## Instructions to follow
Take the listing and print it in full, exactly as given.

## Data records
====================
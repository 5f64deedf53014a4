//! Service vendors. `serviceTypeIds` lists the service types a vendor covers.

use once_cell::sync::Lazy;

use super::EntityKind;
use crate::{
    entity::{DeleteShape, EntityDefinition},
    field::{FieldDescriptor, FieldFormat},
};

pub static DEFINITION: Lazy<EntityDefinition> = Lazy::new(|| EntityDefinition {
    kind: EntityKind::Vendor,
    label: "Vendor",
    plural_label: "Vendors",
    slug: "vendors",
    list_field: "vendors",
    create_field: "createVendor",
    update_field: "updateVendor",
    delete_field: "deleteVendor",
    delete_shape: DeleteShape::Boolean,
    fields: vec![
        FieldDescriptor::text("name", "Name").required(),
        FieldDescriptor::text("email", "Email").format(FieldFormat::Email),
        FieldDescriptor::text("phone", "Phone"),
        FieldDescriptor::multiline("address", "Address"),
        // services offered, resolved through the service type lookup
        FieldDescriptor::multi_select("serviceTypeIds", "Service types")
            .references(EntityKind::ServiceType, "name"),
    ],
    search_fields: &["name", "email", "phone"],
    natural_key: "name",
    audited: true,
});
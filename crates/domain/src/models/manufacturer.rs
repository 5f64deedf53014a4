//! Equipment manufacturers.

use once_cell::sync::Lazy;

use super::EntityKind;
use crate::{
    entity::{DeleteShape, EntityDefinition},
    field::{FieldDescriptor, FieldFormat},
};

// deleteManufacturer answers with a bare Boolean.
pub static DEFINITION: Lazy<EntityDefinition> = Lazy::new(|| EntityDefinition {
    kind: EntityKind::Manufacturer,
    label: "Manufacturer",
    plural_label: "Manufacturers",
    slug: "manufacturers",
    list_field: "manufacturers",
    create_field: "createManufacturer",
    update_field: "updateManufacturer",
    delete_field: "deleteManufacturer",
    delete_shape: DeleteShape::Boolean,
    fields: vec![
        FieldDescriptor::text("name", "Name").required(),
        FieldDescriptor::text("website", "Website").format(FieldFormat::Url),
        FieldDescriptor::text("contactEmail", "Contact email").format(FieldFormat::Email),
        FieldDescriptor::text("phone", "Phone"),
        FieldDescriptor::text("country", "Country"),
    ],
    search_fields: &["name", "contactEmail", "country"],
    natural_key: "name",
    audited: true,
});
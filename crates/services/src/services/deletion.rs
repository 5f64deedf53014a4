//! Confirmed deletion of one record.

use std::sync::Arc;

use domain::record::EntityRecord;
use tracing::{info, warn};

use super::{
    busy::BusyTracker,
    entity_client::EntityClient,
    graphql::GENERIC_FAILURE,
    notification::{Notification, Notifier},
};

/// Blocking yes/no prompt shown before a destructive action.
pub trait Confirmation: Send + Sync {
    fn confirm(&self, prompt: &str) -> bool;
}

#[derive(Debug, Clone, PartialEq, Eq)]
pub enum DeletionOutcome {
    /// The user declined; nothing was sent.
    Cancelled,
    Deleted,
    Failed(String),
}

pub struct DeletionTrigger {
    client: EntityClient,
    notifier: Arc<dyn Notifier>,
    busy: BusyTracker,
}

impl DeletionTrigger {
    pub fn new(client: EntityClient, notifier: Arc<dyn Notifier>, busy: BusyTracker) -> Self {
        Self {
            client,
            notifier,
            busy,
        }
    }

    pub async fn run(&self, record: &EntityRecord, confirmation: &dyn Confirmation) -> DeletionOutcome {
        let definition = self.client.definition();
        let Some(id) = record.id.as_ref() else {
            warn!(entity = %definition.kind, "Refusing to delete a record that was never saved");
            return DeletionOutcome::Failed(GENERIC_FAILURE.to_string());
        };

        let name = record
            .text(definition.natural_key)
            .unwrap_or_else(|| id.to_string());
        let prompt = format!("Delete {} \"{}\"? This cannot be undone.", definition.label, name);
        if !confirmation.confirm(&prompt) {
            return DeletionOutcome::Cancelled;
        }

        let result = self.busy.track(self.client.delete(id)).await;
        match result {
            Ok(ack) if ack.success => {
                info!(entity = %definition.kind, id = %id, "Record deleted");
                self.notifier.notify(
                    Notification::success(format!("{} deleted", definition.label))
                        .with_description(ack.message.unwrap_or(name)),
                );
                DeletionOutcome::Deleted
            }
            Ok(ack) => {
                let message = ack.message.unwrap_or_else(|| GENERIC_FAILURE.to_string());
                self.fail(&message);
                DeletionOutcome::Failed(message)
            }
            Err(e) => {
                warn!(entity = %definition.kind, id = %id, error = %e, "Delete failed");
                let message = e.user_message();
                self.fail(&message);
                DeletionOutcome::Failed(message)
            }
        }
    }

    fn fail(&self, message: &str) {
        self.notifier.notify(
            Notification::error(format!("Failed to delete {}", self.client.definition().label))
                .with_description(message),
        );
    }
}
====================
## Response to the exercise
repository 5f64deedf53014a4
//! Service vendors. `serviceTypeIds` lists the service types a vendor covers.

use once_cell::sync::Lazy;

use super::EntityKind;
use crate::{
    entity::{DeleteShape, EntityDefinition},
    field::{FieldDescriptor, FieldFormat},
};

pub static DEFINITION: Lazy<EntityDefinition> = Lazy::new(|| EntityDefinition {
    kind: EntityKind::Vendor,
    label: "Vendor",
    plural_label: "Vendors",
    slug: "vendors",
    list_field: "vendors",
    create_field: "createVendor",
    update_field: "updateVendor",
    delete_field: "deleteVendor",
    delete_shape: DeleteShape::Boolean,
    fields: vec![
        FieldDescriptor::text("name", "Name").required(),
        FieldDescriptor::text("email", "Email").format(FieldFormat::Email),
        FieldDescriptor::text("phone", "Phone"),
        FieldDescriptor::multiline("address", "Address"),
        // services offered, resolved through the service type lookup
        FieldDescriptor::multi_select("serviceTypeIds", "Service types")
            .references(EntityKind::ServiceType, "name"),
    ],
    search_fields: &["name", "email", "phone"],
    natural_key: "name",
    audited: true,
});
filename crates/domain/src/models/manufacturer.rs
repository 5f64deedf53014a4
//! Equipment manufacturers.

use once_cell::sync::Lazy;

use super::EntityKind;
use crate::{
    entity::{DeleteShape, EntityDefinition},
    field::{FieldDescriptor, FieldFormat},
};

// deleteManufacturer answers with a bare Boolean.
pub static DEFINITION: Lazy<EntityDefinition> = Lazy::new(|| EntityDefinition {
    kind: EntityKind::Manufacturer,
    label: "Manufacturer",
    plural_label: "Manufacturers",
    slug: "manufacturers",
    list_field: "manufacturers",
    create_field: "createManufacturer",
    update_field: "updateManufacturer",
    delete_field: "deleteManufacturer",
    delete_shape: DeleteShape::Boolean,
    fields: vec![
        FieldDescriptor::text("name", "Name").required(),
        FieldDescriptor::text("website", "Website").format(FieldFormat::Url),
        FieldDescriptor::text("contactEmail", "Contact email").format(FieldFormat::Email),
        FieldDescriptor::text("phone", "Phone"),
        FieldDescriptor::text("country", "Country"),
    ],
    search_fields: &["name", "contactEmail", "country"],
    natural_key: "name",
    audited: true,
});
filename crates/services/src/services/deletion.rs
repository 5f64deedf53014a4
//! Confirmed deletion of one record.

use std::sync::Arc;

use domain::record::EntityRecord;
use tracing::{info, warn};

use super::{
    busy::BusyTracker,
    entity_client::EntityClient,
    graphql::GENERIC_FAILURE,
    notification::{Notification, Notifier},
};

/// Blocking yes/no prompt shown before a destructive action.
pub trait Confirmation: Send + Sync {
    fn confirm(&self, prompt: &str) -> bool;
}

#[derive(Debug, Clone, PartialEq, Eq)]
pub enum DeletionOutcome {
    /// The user declined; nothing was sent.
    Cancelled,
    Deleted,
    Failed(String),
}

pub struct DeletionTrigger {
    client: EntityClient,
    notifier: Arc<dyn Notifier>,
    busy: BusyTracker,
}

impl DeletionTrigger {
    pub fn new(client: EntityClient, notifier: Arc<dyn Notifier>, busy: BusyTracker) -> Self {
        Self {
            client,
            notifier,
            busy,
        }
    }

    pub async fn run(&self, record: &EntityRecord, confirmation: &dyn Confirmation) -> DeletionOutcome {
        let definition = self.client.definition();
        let Some(id) = record.id.as_ref() else {
            warn!(entity = %definition.kind, "Refusing to delete a record that was never saved");
            return DeletionOutcome::Failed(GENERIC_FAILURE.to_string());
        };

        let name = record
            .text(definition.natural_key)
            .unwrap_or_else(|| id.to_string());
        let prompt = format!("Delete {} \"{}\"? This cannot be undone.", definition.label, name);
        if !confirmation.confirm(&prompt) {
            return DeletionOutcome::Cancelled;
        }

        let result = self.busy.track(self.client.delete(id)).await;
        match result {
            Ok(ack) if ack.success => {
                info!(entity = %definition.kind, id = %id, "Record deleted");
                self.notifier.notify(
                    Notification::success(format!("{} deleted", definition.label))
                        .with_description(ack.message.unwrap_or(name)),
                );
                DeletionOutcome::Deleted
            }
            Ok(ack) => {
                let message = ack.message.unwrap_or_else(|| GENERIC_FAILURE.to_string());
                self.fail(&message);
                DeletionOutcome::Failed(message)
            }
            Err(e) => {
                warn!(entity = %definition.kind, id = %id, error = %e, "Delete failed");
                let message = e.user_message();
                self.fail(&message);
                DeletionOutcome::Failed(message)
            }
        }
    }

    fn fail(&self, message: &str) {
        self.notifier.notify(
            Notification::error(format!("Failed to delete {}", self.client.definition().label))
                .with_description(message),
        );
    }
}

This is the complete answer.